I don't depend on supplements for over-all health but am wondering if it takes just a couple of weeks to help, or months?

Add a Comment22 Comments

EmpowHER Guest

I hope vitamin d3 can help to decrease my sebum production on my face! would it work?

August 2, 2014 - 8:12am

Vitamin D defeciency can be pretty serious. My level was low, but not super low. I had many many problems from it. I had convinced myself that I had MS. I was extremely tired, all the time. I was extremely weak. Muscles hurt. I was off balance. Couldn't walk right. Could barely walk up steps. Finally after several months of going to different Docs, one told me it was my Vitamin D. He told me to take 2000iu a day, and that I would be better in about a month. He was right!! I'm all better now. Never thought Vitamin D defenciency could cause so many problems.

October 8, 2012 - 10:03pm
EmpowHER Guest
Anonymous (reply to Ulala37)

Just seeing this and you are a carbon copy of me!!! I have been scared to death I had ms. I had numbness and tingling sore joints very light but sporadic incontinence at times. My vitamin d was 16!!! I've been told it can mimic ms too. So glad im not the only one experiencing it. I'm on another 8 weeks of the high dose vit d because after finishing the first round the symptoms seemed to reappear..

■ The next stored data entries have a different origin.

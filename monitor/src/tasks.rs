//! The pytest plugin tasks.
//!
//! - `wip_tests`: on every Python file change, re-run the WIP tests, publish
//!   the running and final status as events and the full outcome as the
//!   `wip_tests` state.
//! - `get_tests`: on every test file change, re-collect the test inventory
//!   and publish it as the `pytest-tests` state.
//!
//! Each task handles its events one at a time; changes arriving during a run
//! wait in the hub subscription until the run finishes.

use std::collections::HashMap;
use std::sync::Arc;

use serde_json::json;
use tracing::{debug, error, info, warn};
use wipwatch_results::ResultRecord;

use crate::diff::html_table;
use crate::hub::{EventStream, RecordSink};
use crate::runner::PytestRunner;
use crate::types::{FileEvent, Record, TestStatus, PYTEST_PLUGIN};

/// Task name for WIP test runs.
pub const WIP_TESTS_TASK: &str = "wip_tests";

/// Task name for test collection.
pub const GET_TESTS_TASK: &str = "get_tests";

/// Event key carrying run status.
pub const WIP_STATUS_KEY: &str = "wip_tests_status";

/// State key carrying the latest WIP outcome.
pub const WIP_STATE_KEY: &str = "wip_tests";

/// State key carrying the collected test inventory.
pub const TESTS_STATE_KEY: &str = "pytest-tests";

/// Unchanged lines shown around each diff hunk.
const DIFF_CONTEXT_LINES: usize = 5;

/// Remembers what is needed to explain a status change.
///
/// A status change is a run whose exit code differs from the previous run's.
/// The file whose change triggered it, and the diff of that change, are kept
/// until the next status change.
#[derive(Debug, Default)]
pub struct WipTracker {
    last_exit_code: Option<i32>,
    status_filename: Option<String>,
    status_differences: String,
    contents: HashMap<String, String>,
}

impl WipTracker {
    #[must_use]
    pub fn new() -> Self {
        Self::default()
    }

    /// Records the outcome of a run triggered by `event`.
    ///
    /// Returns `true` if the exit code changed, in which case the event's file
    /// becomes the status-change file.
    pub fn observe(&mut self, event: &FileEvent, exit_code: i32) -> bool {
        let content = event.content.clone().unwrap_or_default();
        let changed = self.last_exit_code != Some(exit_code);

        if changed {
            let previous = self.contents.get(&event.key).map_or("", String::as_str);
            self.status_differences = html_table(previous, &content, DIFF_CONTEXT_LINES);
            self.status_filename = Some(event.key.clone());
            self.last_exit_code = Some(exit_code);
        }

        self.contents.insert(event.key.clone(), content);
        changed
    }

    /// File that triggered the last status change.
    #[must_use]
    pub fn status_filename(&self) -> Option<&str> {
        self.status_filename.as_deref()
    }

    /// HTML diff of the change that triggered the last status change.
    #[must_use]
    pub fn status_differences(&self) -> &str {
        &self.status_differences
    }

    /// Builds the `wip_tests` state value for a finished run.
    #[must_use]
    pub fn state_value(&self, exit_code: i32, details: &[ResultRecord]) -> serde_json::Value {
        json!({
            "success": exit_code == 0,
            "filename": self.status_filename,
            "differences": self.status_differences,
            "status": TestStatus::from_exit_code(exit_code),
            "details": details,
        })
    }
}

/// Runs the `wip_tests` task until the subscription ends.
pub async fn run_wip_tests(
    mut events: EventStream,
    runner: PytestRunner,
    sink: Arc<dyn RecordSink>,
    project: String,
) {
    info!(task = WIP_TESTS_TASK, "Task started");
    let mut tracker = WipTracker::new();

    while let Some(event) = events.next().await {
        debug!(task = WIP_TESTS_TASK, key = %event.key, "Handling file change");
        publish_status(sink.as_ref(), &project, TestStatus::Running);

        let run = match runner.run_wip().await {
            Ok(run) => run,
            Err(e) => {
                error!(task = WIP_TESTS_TASK, error = %e, "Failed to run WIP tests");
                publish_status(sink.as_ref(), &project, TestStatus::Error);
                continue;
            }
        };

        publish_status(
            sink.as_ref(),
            &project,
            TestStatus::from_exit_code(run.exit_code),
        );

        if tracker.observe(&event, run.exit_code) {
            info!(
                key = %event.key,
                exit_code = run.exit_code,
                "WIP test status changed"
            );
        }

        let state = Record::state(
            project.as_str(),
            PYTEST_PLUGIN,
            WIP_STATE_KEY,
            tracker.state_value(run.exit_code, &run.records),
        )
        .with_task(WIP_TESTS_TASK);
        put(sink.as_ref(), state);
    }

    info!(task = WIP_TESTS_TASK, "Task stopped");
}

/// Runs the `get_tests` task until the subscription ends.
pub async fn run_get_tests(
    mut events: EventStream,
    runner: PytestRunner,
    sink: Arc<dyn RecordSink>,
    project: String,
) {
    info!(task = GET_TESTS_TASK, "Task started");

    while let Some(event) = events.next().await {
        debug!(task = GET_TESTS_TASK, key = %event.key, "Handling test file change");

        let tests = match runner.collect().await {
            Ok(tests) => tests,
            Err(e) => {
                error!(task = GET_TESTS_TASK, error = %e, "Failed to collect tests");
                continue;
            }
        };

        let value = match serde_json::to_value(&tests) {
            Ok(value) => value,
            Err(e) => {
                error!(task = GET_TESTS_TASK, error = %e, "Failed to encode collected tests");
                continue;
            }
        };

        let state = Record::state(project.as_str(), PYTEST_PLUGIN, TESTS_STATE_KEY, value)
            .with_task(GET_TESTS_TASK);
        put(sink.as_ref(), state);
    }

    info!(task = GET_TESTS_TASK, "Task stopped");
}

fn publish_status(sink: &dyn RecordSink, project: &str, status: TestStatus) {
    let event = Record::event(project, PYTEST_PLUGIN, WIP_STATUS_KEY, json!({ "status": status }));
    put(sink, event);
}

fn put(sink: &dyn RecordSink, record: Record) {
    if let Err(e) = sink.put(record) {
        warn!(error = %e, "Failed to publish record");
    }
}

#[cfg(test)]
mod tests {
    use super::*;
    use crate::types::ChangeKind;

    fn change(key: &str, content: &str) -> FileEvent {
        FileEvent::new(
            "shop",
            "filecontent",
            key,
            ChangeKind::Modified,
            Some(content.to_string()),
        )
    }

    #[test]
    fn first_run_is_always_a_status_change() {
        let mut tracker = WipTracker::new();
        assert!(tracker.observe(&change("src/cart.py", "total = 0\n"), 0));
        assert_eq!(tracker.status_filename(), Some("src/cart.py"));
        assert!(tracker.status_differences().contains("diff_add"));
    }

    #[test]
    fn same_exit_code_keeps_previous_status_change() {
        let mut tracker = WipTracker::new();
        tracker.observe(&change("src/cart.py", "total = 0\n"), 1);
        let differences = tracker.status_differences().to_string();

        assert!(!tracker.observe(&change("src/tax.py", "rate = 0.2\n"), 1));
        assert_eq!(tracker.status_filename(), Some("src/cart.py"));
        assert_eq!(tracker.status_differences(), differences);
    }

    #[test]
    fn status_change_diffs_against_last_known_content() {
        let mut tracker = WipTracker::new();
        tracker.observe(&change("src/cart.py", "total = 0\n"), 1);
        tracker.observe(&change("src/cart.py", "total = 1\n"), 1);

        assert!(tracker.observe(&change("src/cart.py", "total = 2\n"), 0));
        let differences = tracker.status_differences();
        assert!(differences.contains("total = 1"));
        assert!(differences.contains("total = 2"));
        assert!(!differences.contains("total = 0"));
    }

    #[test]
    fn state_value_shape() {
        let mut tracker = WipTracker::new();
        tracker.observe(&change("tests/test_cart.py", "def test_a(): pass\n"), 1);

        let details = vec![ResultRecord {
            result: 'F',
            file: "tests/test_cart.py".to_string(),
            class: None,
            function: "test_a".to_string(),
            message: "assert 0".to_string(),
        }];
        let value = tracker.state_value(1, &details);

        assert_eq!(value["success"], false);
        assert_eq!(value["status"], "failed");
        assert_eq!(value["filename"], "tests/test_cart.py");
        assert_eq!(value["details"][0]["function"], "test_a");
        assert!(value["details"][0]["class"].is_null());
        assert!(value["differences"].as_str().unwrap().starts_with("<table"));
    }

    #[test]
    fn state_value_before_any_change() {
        let tracker = WipTracker::new();
        let value = tracker.state_value(0, &[]);
        assert_eq!(value["success"], true);
        assert_eq!(value["status"], "passed");
        assert!(value["filename"].is_null());
        assert_eq!(value["differences"], "");
    }
}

September 9, 2014 - 9:42am
Butterflynora (reply to Ulala37)

the same thing happened to me and my levels were extremely low, My doctor put me on 50,000iu twice a week but they made me sick so she changed it to 2,000 daily. I can't explain how much better I feel. I had been feeling bad for almost 6 months and was afraid that it was something worst and didn't go to the doctor because of fear until I started to feel depressed. Its been two months now and I don't go one day without my D3 pills

March 6, 2013 - 12:57pm
EmpowHER Guest
Anonymous (reply to Ulala37)

OMG! I feel the same way. I'm in pain all the time, my body aches, muscles, joints. I don't even leave my house anymore on weekends because I feel tired all the time. My aunt told me she went to the doctor with pretty much the same complaints and blood tests confirmed she was low on Vitamin D. I just got off a natural herbs and supplements website ordering Organic Multi Vita-Min. I'm willing to try it and was just wondering how long it will take before I see it working, and that's how I saw your comment. I'm very hopeful, I can't continue living this way. It is not a good way to live.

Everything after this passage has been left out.